━━━━━ SUPPLIED RECORDS ━━━━━
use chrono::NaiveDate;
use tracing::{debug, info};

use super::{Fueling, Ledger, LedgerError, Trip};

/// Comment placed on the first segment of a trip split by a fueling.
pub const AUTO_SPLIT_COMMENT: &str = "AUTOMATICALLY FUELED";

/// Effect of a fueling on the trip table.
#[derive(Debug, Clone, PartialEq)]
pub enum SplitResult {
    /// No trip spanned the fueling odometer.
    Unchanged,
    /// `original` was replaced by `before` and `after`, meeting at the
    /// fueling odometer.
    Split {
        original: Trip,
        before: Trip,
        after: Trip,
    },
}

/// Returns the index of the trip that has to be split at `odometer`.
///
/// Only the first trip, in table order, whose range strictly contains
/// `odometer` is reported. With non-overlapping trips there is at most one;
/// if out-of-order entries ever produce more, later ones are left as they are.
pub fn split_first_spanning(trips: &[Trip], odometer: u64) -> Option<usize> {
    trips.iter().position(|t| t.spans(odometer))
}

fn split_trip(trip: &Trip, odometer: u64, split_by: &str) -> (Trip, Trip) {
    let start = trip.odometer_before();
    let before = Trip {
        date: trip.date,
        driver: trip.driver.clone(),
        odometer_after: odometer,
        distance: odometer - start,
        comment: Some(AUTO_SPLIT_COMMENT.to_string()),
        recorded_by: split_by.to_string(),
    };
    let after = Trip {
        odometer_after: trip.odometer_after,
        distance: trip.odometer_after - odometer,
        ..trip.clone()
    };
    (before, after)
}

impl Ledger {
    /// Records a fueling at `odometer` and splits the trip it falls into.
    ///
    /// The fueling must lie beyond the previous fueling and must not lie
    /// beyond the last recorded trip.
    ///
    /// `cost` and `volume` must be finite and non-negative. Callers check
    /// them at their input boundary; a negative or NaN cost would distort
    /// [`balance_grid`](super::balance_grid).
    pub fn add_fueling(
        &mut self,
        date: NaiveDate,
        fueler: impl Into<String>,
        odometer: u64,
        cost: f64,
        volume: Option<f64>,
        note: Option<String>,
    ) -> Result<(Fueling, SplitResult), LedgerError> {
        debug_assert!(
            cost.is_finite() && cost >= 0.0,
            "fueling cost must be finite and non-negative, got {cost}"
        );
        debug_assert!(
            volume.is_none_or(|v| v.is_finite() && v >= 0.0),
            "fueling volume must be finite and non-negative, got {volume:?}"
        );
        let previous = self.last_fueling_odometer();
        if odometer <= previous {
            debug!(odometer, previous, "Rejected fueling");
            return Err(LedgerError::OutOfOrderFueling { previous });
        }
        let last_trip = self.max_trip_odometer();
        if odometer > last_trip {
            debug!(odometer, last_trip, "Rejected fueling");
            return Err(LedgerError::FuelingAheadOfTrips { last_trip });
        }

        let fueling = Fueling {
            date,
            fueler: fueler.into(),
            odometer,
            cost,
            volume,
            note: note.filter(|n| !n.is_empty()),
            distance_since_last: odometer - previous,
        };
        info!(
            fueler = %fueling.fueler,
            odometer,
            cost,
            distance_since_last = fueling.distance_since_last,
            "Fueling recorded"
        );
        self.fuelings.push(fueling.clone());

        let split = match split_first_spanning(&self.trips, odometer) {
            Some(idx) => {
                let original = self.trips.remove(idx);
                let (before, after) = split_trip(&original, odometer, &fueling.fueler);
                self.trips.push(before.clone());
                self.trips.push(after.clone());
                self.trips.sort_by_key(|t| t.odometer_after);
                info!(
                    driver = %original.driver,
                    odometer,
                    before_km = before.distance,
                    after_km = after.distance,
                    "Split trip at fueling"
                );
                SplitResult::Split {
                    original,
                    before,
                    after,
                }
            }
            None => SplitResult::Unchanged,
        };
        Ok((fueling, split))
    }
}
━━━━━
**GOAL OF THE EXERCISE:**
If the word "SplitResult" appears in a line above, copy that line.

**EXERCISE ANSWER:**
pub enum SplitResult {
    ) -> Result<(Fueling, SplitResult), LedgerError> {
                SplitResult::Split {
            None => SplitResult::Unchanged,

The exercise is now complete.